Rebert and Turville (Child support)

Case

[2020] AATA 1475

1 April 2020


Rebert and Turville (Child support) [2020] AATA 1475 (1 April 2020)

DIVISION:Social Services & Child Support Division

REVIEW NUMBER:  2020/SC018171

APPLICANT:  Ms Rebert

OTHER PARTIES:  Child Support Registrar

Mr Turville

TRIBUNAL:Member F Staden

DECISION DATE:  01 April 2020

DECISION:

The decision under review is affirmed.

CATCHWORDS

CHILD SUPPORT – percentage of care –likely pattern of care from the commencement of the child support assessment - decision under review affirmed

Names used in all published decisions are pseudonyms. Any references appearing in square brackets indicate that information has been removed from this decision and replaced with generic information so as not to identify involved individuals as required by subsections 16(2AB)-16(2AC) of the Child Support (Registration and Collection) Act 1988.

REASONS FOR DECISION

BACKGROUND

  1. Ms Rebert and Mr Turville are the separated parents of [Child 1], born 2005, and [Child 2], born 2002 (the children).

  2. On 3 October 2019, Ms Rebert applied to the then Department of Human Services – Child Support (Child Support) for a child support assessment for [Child 1] and [Child 2]. She stated that her care percentage for [Child 2] was 86%, with Mr Turville having 14%, and for [Child 1] 72%, with Mr Turville having 28%.

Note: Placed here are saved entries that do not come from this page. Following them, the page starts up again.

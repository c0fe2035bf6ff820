// SPDX-License-Identifier: PMPL-1.0-or-later
//! Error types for report generation and export

use thiserror::Error;

pub type Result<T> = std::result::Result<T, ReportError>;

#[derive(Error, Debug)]
pub enum ReportError {
    #[error("JSON error: {0}")]
    Json(#[from] serde_json::Error),

    #[error("CSV error: {0}")]
    Csv(#[from] csv::Error),

    #[error("IO error: {0}")]
    Io(#[from] std::io::Error),

    #[error("CSV output is not valid UTF-8: {0}")]
    Utf8(#[from] std::string::FromUtf8Error),
}
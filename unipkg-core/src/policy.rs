use serde::{Deserialize, Serialize};

#[derive(Clone, Copy, Debug, Default, PartialEq, Eq, Serialize, Deserialize)]
pub struct Policy {
    /// Replace files that already exist at a destination.
    pub overwrite: bool,
    /// Leave out Unity-internal files (.meta, .prefab, Editor scripts, ...).
    pub raw_only: bool,
}
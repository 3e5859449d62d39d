use serde::{Deserialize, Serialize};

#[derive(Clone, Debug, Default, PartialEq, Eq, Serialize, Deserialize)]
pub struct Stats {
    /// Regular files unpacked from the archive into scratch.
    pub archive_files: u64,
    pub extracted: u64,
    /// Staging files left alone because they already existed.
    pub skipped: u64,
    /// Category copies left alone because their destination already existed.
    pub organize_skipped: u64,
    pub models: u64,
    pub textures: u64,
    pub icons: u64,
    pub excluded: u64,
}

impl Stats {
    pub fn organized(&self) -> u64 {
        self.models + self.textures + self.icons
    }
}
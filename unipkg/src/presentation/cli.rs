use clap::Parser;
use std::path::PathBuf;
use unipkg_core::Policy;

#[derive(Parser, Debug)]
#[command(author, version, about = "Unpack a .unitypackage and sort its models, textures and icons", long_about = None)]
pub struct Cli {
    /// The .unitypackage file to unpack
    pub package: PathBuf,

    /// Overwrite existing files (default: skip existing files)
    #[arg(long)]
    pub overwrite: bool,

    /// Only extract raw usable files (FBX, PNG, JPG, ...), skip Unity internal files
    #[arg(long = "raw-only")]
    pub raw_only: bool,

    /// Print the summary as JSON on stdout
    #[arg(long)]
    pub json: bool,
}

impl Cli {
    pub fn policy(&self) -> Policy {
        Policy {
            overwrite: self.overwrite,
            raw_only: self.raw_only,
        }
    }
}
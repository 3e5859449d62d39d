//! Magic-number sniffing for asset payloads.
//!
//! Unity stores every payload as a bare `asset` file, so the only reliable
//! hint about its real type is the leading bytes. Rules run in a fixed order
//! and the first match wins.

use memchr::memmem;

pub const PNG_MAGIC: [u8; 4] = [0x89, 0x50, 0x4E, 0x47];
pub const PNG_SIGNATURE: [u8; 8] = [0x89, 0x50, 0x4E, 0x47, 0x0D, 0x0A, 0x1A, 0x0A];
pub const JPEG_SOI: [u8; 3] = [0xFF, 0xD8, 0xFF];
pub const JPEG_EOI: [u8; 2] = [0xFF, 0xD9];

const GIF_MAGIC: [u8; 3] = *b"GIF";
// Uncompressed and run-length encoded true-color TGA headers.
const TGA_HEADERS: [[u8; 3]; 2] = [[0x00, 0x00, 0x02], [0x00, 0x00, 0x0A]];
const OBJ_KEYWORDS: [&str; 4] = ["v ", "vt ", "vn ", "f "];

/// Bytes inspected by the text-based rules.
const HEAD_WINDOW: usize = 100;
/// An embedded signature must leave at least this many bytes after it.
pub const EMBED_TAIL: usize = 100;

/// Best-guess extension (with leading dot) for `data`, or `None`.
pub fn detect(data: &[u8]) -> Option<&'static str> {
    if data.len() < 4 {
        return None;
    }
    if data.starts_with(&PNG_MAGIC) {
        return Some(".png");
    }
    if data.starts_with(&JPEG_SOI) {
        return Some(".jpg");
    }
    if data.starts_with(&GIF_MAGIC) {
        return Some(".gif");
    }
    if data.len() >= 18 && TGA_HEADERS.iter().any(|h| data.starts_with(h)) {
        return Some(".tga");
    }
    if data.len() >= 20 {
        let header = ascii_lossy(&data[..20]);
        if header.contains("Kaydara") || header.starts_with("FBX") {
            return Some(".fbx");
        }
    }
    if data.len() >= 10 {
        let head = &data[..data.len().min(HEAD_WINDOW)];
        let ascii = ascii_lossy(head);
        if OBJ_KEYWORDS.iter().any(|k| ascii.contains(k)) {
            return Some(".obj");
        }
        let text = String::from_utf8_lossy(head);
        if (text.starts_with("%YAML") || text.starts_with("---"))
            && offset_past_header(data, &PNG_MAGIC).is_some()
        {
            return Some(".png");
        }
    }
    None
}

/// True when `data` is itself a PNG or JPEG stream from byte zero.
pub fn is_standalone_image(data: &[u8]) -> bool {
    data.starts_with(&PNG_MAGIC) || data.starts_with(&JPEG_SOI)
}

/// Offset of the first `needle`, if it sits behind a non-empty header and
/// is followed by more than [`EMBED_TAIL`] bytes.
pub(crate) fn offset_past_header(data: &[u8], needle: &[u8]) -> Option<usize> {
    let p = memmem::find(data, needle)?;
    (p > 0 && p < data.len().saturating_sub(EMBED_TAIL)).then_some(p)
}

// Strict ASCII view: anything above 0x7F reads as '?'.
fn ascii_lossy(bytes: &[u8]) -> String {
    bytes
        .iter()
        .map(|&b| if b.is_ascii() { b as char } else { '?' })
        .collect()
}
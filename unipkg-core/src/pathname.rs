//! Decoding of `pathname` records.
//!
//! Unity pads the record with whitespace and control bytes after the path.
//! The path is taken to end at its last ASCII letter, which drops that
//! padding (and, for names ending in a digit or symbol, part of the name).

const ASSETS_ROOT_LEN: usize = "Assets/".len();

/// Project-relative path for a raw `pathname` record, or `None` to skip.
pub fn resolve(raw: &[u8]) -> Option<String> {
    let text = String::from_utf8_lossy(raw);
    let last = text.rfind(|c: char| c.is_ascii_alphabetic())?;
    let path = &text[..=last];
    if path.is_empty() {
        return None;
    }
    Some(strip_assets_root(path).to_owned())
}

fn strip_assets_root(path: &str) -> &str {
    let b = path.as_bytes();
    if b.len() >= ASSETS_ROOT_LEN
        && b[..6].eq_ignore_ascii_case(b"Assets")
        && matches!(b[6], b'/' | b'\\')
    {
        &path[ASSETS_ROOT_LEN..]
    } else {
        path
    }
}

  3. After trying unsuccessfully to contact Mr Turville, on 17 October 2019 Child Support accepted Ms Rebert’s application for a child support assessment and accepted the care percentages as stated by Ms Rebert.

  4. On 7 November 2019, Mr Turville lodged an objection to the care percentages being used in the assessment. He provided a variety of documents in support of his objection.

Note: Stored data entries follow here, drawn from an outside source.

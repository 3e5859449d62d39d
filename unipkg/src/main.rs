mod application;
mod presentation;

use std::error::Error;
use std::process::ExitCode;

use clap::CommandFactory;
use tracing::error;
use tracing_subscriber::EnvFilter;
use unipkg_core::error::UnipkgError;

use crate::presentation::cli::Cli;

fn init_tracing() {
    let filter = EnvFilter::try_from_default_env()
        .unwrap_or_else(|_| "unipkg=info,unipkg_core=info".into());
    tracing_subscriber::fmt()
        .with_env_filter(filter)
        .with_writer(std::io::stderr)
        .init();
}

fn main() -> ExitCode {
    init_tracing();

    match application::run() {
        Ok(()) => ExitCode::SUCCESS,
        Err(UnipkgError::NotFound(path)) => {
            eprintln!("Error: File not found: {}", path.display());
            eprintln!("{}", Cli::command().render_usage());
            ExitCode::FAILURE
        }
        Err(e) => {
            error!("error extracting package: {e}");
            let mut source = e.source();
            while let Some(cause) = source {
                error!("  caused by: {cause}");
                source = cause.source();
            }
            ExitCode::FAILURE
        }
    }
}
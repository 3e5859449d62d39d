#![forbid(unsafe_code)]

pub mod domain;
pub mod error;
pub mod layout;
pub mod policy;
pub mod stats;

pub mod util {
    pub mod sanitize;
}

pub mod detect {
    pub mod embedded;
    pub mod signature;
}

pub mod pathname;

pub mod read {
    pub mod unpack;
}

pub mod index {
    pub mod inmem;
}

pub mod repo;
pub mod repo_fs;

pub mod materialize;
pub mod organize;
pub mod pipeline;

// Re-exports: stable API surface
pub use detect::embedded::find_embedded;
pub use detect::signature::detect;
pub use pathname::resolve;
pub use pipeline::run;
pub use policy::Policy;
pub use stats::Stats;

  5. On 11 December 2019, an objections officer allowed Mr Turville’s objection and accepted Ms Rebert’s child support assessment application with care percentages of 0% to Ms Rebert and 100% to Mr Turville for [Child 1] and 58% to Ms Rebert and 42% to Mr Turville for [Child 2] from 3 October 2019.

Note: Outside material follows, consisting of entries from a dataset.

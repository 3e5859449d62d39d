//! Step 3: copy recognizable assets out of the staging tree into flat
//! category folders.

use std::collections::HashSet;
use std::fs;
use std::path::{Path, PathBuf};

use tracing::debug;
use walkdir::WalkDir;

use crate::domain::Category;
use crate::error::Result;
use crate::layout::Layout;
use crate::policy::Policy;
use crate::stats::Stats;
use crate::util::sanitize::extension_of;

pub const MODEL_EXTENSION: &str = ".fbx";
pub const TEXTURE_EXTENSIONS: [&str; 6] = [".png", ".jpg", ".jpeg", ".webp", ".tga", ".dds"];

// GoGo Locomotion ships hundreds of menu sprites nobody wants as textures.
const EXCLUDED_FAMILY: &str = "gogo";
const ICONS_DIR: &str = "Icons";

pub fn is_excluded_family(rel: &str) -> bool {
    rel.to_ascii_lowercase().contains(EXCLUDED_FAMILY)
}

pub fn is_icon(rel: &str) -> bool {
    if is_excluded_family(rel) {
        return false;
    }
    let segments: Vec<&str> = rel.split(['/', '\\']).collect();
    let Some((_, dirs)) = segments.split_last() else {
        return false;
    };
    dirs.iter().any(|d| d.eq_ignore_ascii_case(ICONS_DIR))
}

/// Category for a path relative to the staging root.
pub fn classify(rel: &str) -> Category {
    let Some(ext) = extension_of(rel) else {
        return Category::Unclassified;
    };
    if ext == MODEL_EXTENSION {
        return Category::Model;
    }
    if !TEXTURE_EXTENSIONS.contains(&ext.as_str()) {
        return Category::Unclassified;
    }
    if is_excluded_family(rel) {
        Category::Excluded
    } else if is_icon(rel) {
        Category::Icon
    } else {
        Category::Texture
    }
}

struct Organizer<'a> {
    layout: &'a Layout,
    policy: Policy,
    // destinations handed out during this pass
    claimed: HashSet<PathBuf>,
}

impl Organizer<'_> {
    fn place(&mut self, src: &Path, category: Category, stats: &mut Stats) -> Result<()> {
        let Some(dir) = self.layout.category_dir(category) else {
            return Ok(());
        };
        let Some(base) = src.file_name() else {
            return Ok(());
        };
        let mut dest = dir.join(base);

        if dest.exists() && !self.policy.overwrite {
            let renamed = category != Category::Model && self.claimed.contains(&dest);
            if !renamed {
                // left over from an earlier run
                self.claimed.insert(dest.clone());
                debug!(dest = %dest.display(), "exists, skipping");
                stats.organize_skipped += 1;
                return Ok(());
            }
            let parent = src
                .parent()
                .and_then(Path::file_name)
                .map(|p| p.to_string_lossy().into_owned())
                .unwrap_or_default();
            dest = dir.join(format!("{parent}_{}", base.to_string_lossy()));
            if dest.exists() {
                debug!(dest = %dest.display(), "renamed destination exists, skipping");
                stats.organize_skipped += 1;
                return Ok(());
            }
        }

        fs::copy(src, &dest)?;
        self.claimed.insert(dest);
        match category {
            Category::Model => stats.models += 1,
            Category::Texture => stats.textures += 1,
            Category::Icon => stats.icons += 1,
            Category::Excluded | Category::Unclassified => {}
        }
        Ok(())
    }
}

/// Walk the staging tree once and copy every model, texture and icon.
pub fn organize(layout: &Layout, policy: Policy, stats: &mut Stats) -> Result<()> {
    for dir in [&layout.models, &layout.textures, &layout.icons] {
        fs::create_dir_all(dir)?;
    }
    let mut org = Organizer {
        layout,
        policy,
        claimed: HashSet::new(),
    };

    for entry in WalkDir::new(&layout.assets).sort_by_file_name() {
        let entry = entry?;
        if !entry.file_type().is_file() {
            continue;
        }
        let Ok(rel) = entry.path().strip_prefix(&layout.assets) else {
            continue;
        };
        let rel = rel
            .components()
            .map(|c| c.as_os_str().to_string_lossy())
            .collect::<Vec<_>>()
            .join("/");

        match classify(&rel) {
            Category::Unclassified => {}
            Category::Excluded => stats.excluded += 1,
            category => org.place(entry.path(), category, stats)?,
        }
    }
    Ok(())
}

  6. On 7 January 2020, Ms Rebert applied to the Social Services and Child Support Division of the Administrative Appeals Tribunal (the tribunal) for review of the objections officer’s decision. 

  7. A hearing was conducted on 1 April 2020. Ms Rebert and Mr Turville gave sworn evidence by telephone. The tribunal had before it documents provided by Child Support (128 pages), a copy of which was sent to the parties before the hearing. Prior to the hearing, Mr Turville provided the tribunal with additional material (B1 to B11), a copy of which was given to Ms Rebert and Child Support.

  8. Relevant aspects of the evidence are referred to in the consideration below.

ISSUES

  1. The relevant legislation in this case is the Child Support (Assessment) Act 1989 (the Assessment Act). The tribunal also had regard to the Child Support Guide, Child Support’s online technical and policy guide to the administration of the child support scheme.

  2. Child Support, acting for the Child Support Registrar, generally makes child support assessments using a statutory formula in Part 5 of the Assessment Act. This formula contains a number of elements called the particulars of the assessment. They include a care percentage and a cost percentage for each parent in relation to each child.

  3. Child Support decides each parent’s care percentage in line with sections 49 to 54L of the Assessment Act. These provisions require Child Support to decide each parent’s care percentage when first making a child support assessment and to revoke and remake those decisions in specific circumstances.

  4. Sections 49 and 50 of the Assessment Act require Child Support, or here the tribunal, to determine the likely pattern of care for a child during a care period that is considered appropriate, usually 12 months. A care period begins on the day the actual care of a child began or changed and the same care arrangements are assumed to apply for the care period unless Child Support or Department of Human Services – Centrelink are informed otherwise.

  5. The concept of care is not defined in child support legislation. In Polec & Staker & Anor (SSAT Appeal) [2011] FMCAfam 959 (Polec) the Court stated:

    In my view, in determining whether and to what extent a person has care of a child for the purposes of the Child Support (Assessment) Act 1989 and the Child Support (Registration and Collection) Act 1988, it is necessary to consider the following:

    a. To what extent does the person meet the needs of the child by providing the child with accommodation, clothing, food, child care, education, health care, emotional support, supervision, transport and extracurricular activities?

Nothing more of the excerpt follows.